Now Sverak junior is embarking on his first English-language film, to be produced by his “Kolya” partner, Eric Abrams of U.K.-based Portabello Pictures. Originally planning to use a British screenplay, Sverak eventually rejected the idea. Instead, he’ll be relying once more on the Sverak-and-father combination, and betting that the “Czech cocktail” can translate into an English-lingo pic.
Daily Variety caught up with the pair as they were concluding their first meeting on the new project. “Today we are beginning the English-language production,” Zdenek announced.
As he gears up for the new project, Jan Sverak already is projecting into the future and anticipating the vagaries of helming bigger-budgeted films.
“Of course it will be harder to make a film in English, but what I’m more worried about is being a hired hand for a studio. I want to have the final cut,” he says. To do that, he’s sticking with Abrams for the long haul. “Our collaboration is very friendly, so we have no contract. A human relationship is something else,” Sverak says.

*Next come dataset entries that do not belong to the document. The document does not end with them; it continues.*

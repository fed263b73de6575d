//! Built-in fix providers
//!
//! - `whitespace`: trailing whitespace and final newline
//! - `debug-statements`: leftover `console.log`, `debugger` and `dbg!` lines
//! - `learned-patterns`: literal bad → good replacements learned in the knowledge base

pub mod debug_statements;
pub mod learned_patterns;
pub mod whitespace;

pub use debug_statements::DebugStatementProvider;
pub use learned_patterns::LearnedPatternProvider;
pub use whitespace::WhitespaceProvider;

use crate::autofix::provider::ProviderRegistry;
use crate::autofix::safety::BuildCheck;
use crate::config::{RsiConfig, StatePaths};
use crate::knowledge::KnowledgeStore;
use ignore::WalkBuilder;
use std::path::{Path, PathBuf};
use std::sync::Arc;

/// Source files a provider may look at
#[derive(Debug, Clone)]
pub struct SourceFiles {
    root: PathBuf,
    extensions: Vec<String>,
}

impl SourceFiles {
    pub fn new(root: impl Into<PathBuf>, extensions: Vec<String>) -> Self {
        Self {
            root: root.into(),
            extensions: extensions
                .into_iter()
                .map(|e| e.trim_start_matches('.').to_ascii_lowercase())
                .collect(),
        }
    }

    fn wanted(&self, path: &Path) -> bool {
        path.extension()
            .and_then(|ext| ext.to_str())
            .map(|ext| self.extensions.iter().any(|e| e.eq_ignore_ascii_case(ext)))
            .unwrap_or(false)
    }

    /// Explicit files (relative to the root unless absolute) filtered by
    /// extension, or every matching file under the root honoring `.gitignore`
    /// and skipping hidden entries. Sorted for stable output.
    pub fn resolve(&self, files: Option<&[PathBuf]>) -> Vec<PathBuf> {
        let mut found: Vec<PathBuf> = match files {
            Some(files) => files
                .iter()
                .map(|f| if f.is_absolute() { f.clone() } else { self.root.join(f) })
                .filter(|f| f.is_file() && self.wanted(f))
                .collect(),
            None => WalkBuilder::new(&self.root)
                .hidden(true)
                .git_ignore(true)
                .build()
                .filter_map(|entry| entry.ok())
                .map(|entry| entry.into_path())
                .filter(|path| path.is_file() && self.wanted(path))
                .collect(),
        };
        found.sort();
        found
    }

    /// Path shown in suggestion descriptions
    pub fn display<'a>(&self, path: &'a Path) -> std::path::Display<'a> {
        path.strip_prefix(&self.root).unwrap_or(path).display()
    }
}

/// Register the providers named in `scan.providers`
pub fn builtin_registry(
    config: &RsiConfig,
    paths: &StatePaths,
    check: Option<Arc<dyn BuildCheck>>,
) -> ProviderRegistry {
    let sources = SourceFiles::new(&paths.root, config.scan.extensions.clone());
    let mut registry = ProviderRegistry::new();

    for name in &config.scan.providers {
        match name.as_str() {
            WhitespaceProvider::NAME => registry.register(Arc::new(
                WhitespaceProvider::new(sources.clone()).verified_by(check.clone()),
            )),
            DebugStatementProvider::NAME => registry.register(Arc::new(
                DebugStatementProvider::new(sources.clone()).verified_by(check.clone()),
            )),
            LearnedPatternProvider::NAME => registry.register(Arc::new(
                LearnedPatternProvider::new(sources.clone(), KnowledgeStore::new(&paths.knowledge))
                    .verified_by(check.clone()),
            )),
            other => tracing::warn!("Unknown fix provider '{}' in configuration, ignoring", other),
        }
    }
    registry
}

#[cfg(test)]
mod tests {
    use super::*;
    use std::fs;

    #[test]
    fn walk_filters_by_extension_and_skips_hidden() {
        let dir = tempfile::tempdir().unwrap();
        fs::create_dir_all(dir.path().join("src")).unwrap();
        fs::create_dir_all(dir.path().join(".rsi")).unwrap();
        fs::write(dir.path().join("src/a.ts"), "").unwrap();
        fs::write(dir.path().join("src/b.md"), "").unwrap();
        fs::write(dir.path().join(".rsi/c.ts"), "").unwrap();

        let sources = SourceFiles::new(dir.path(), vec![".TS".to_string()]);
        let files = sources.resolve(None);
        assert_eq!(files, vec![dir.path().join("src/a.ts")]);
    }

    #[test]
    fn explicit_files_resolve_against_root() {
        let dir = tempfile::tempdir().unwrap();
        fs::write(dir.path().join("a.rs"), "").unwrap();
        let sources = SourceFiles::new(dir.path(), vec!["rs".to_string()]);

        let files = sources.resolve(Some(&[PathBuf::from("a.rs"), PathBuf::from("missing.rs")]));
        assert_eq!(files, vec![dir.path().join("a.rs")]);
    }

    #[test]
    fn registry_follows_configuration() {
        let dir = tempfile::tempdir().unwrap();
        let mut config = RsiConfig::default();
        config.scan.providers = vec!["debug-statements".to_string(), "nope".to_string()];
        let paths = config.state_paths(dir.path());

        let registry = builtin_registry(&config, &paths, None);
        assert_eq!(registry.names(), vec!["debug-statements"]);
    }
}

Indeed, it is the base for Sverak’s films, beginning with the father-son creative give-and-take, through to the stories that end up onscreen. Sverak says of his father, “He knows how I work and puts all the details in he script.” Details that make for a rich film that ripens with repeat viewings. Sverak explains, “We are a small country only 10 million people so to make your money back, you have to make a film the audience will come to see two times.”
You just don’t know whether to smile or cry at that.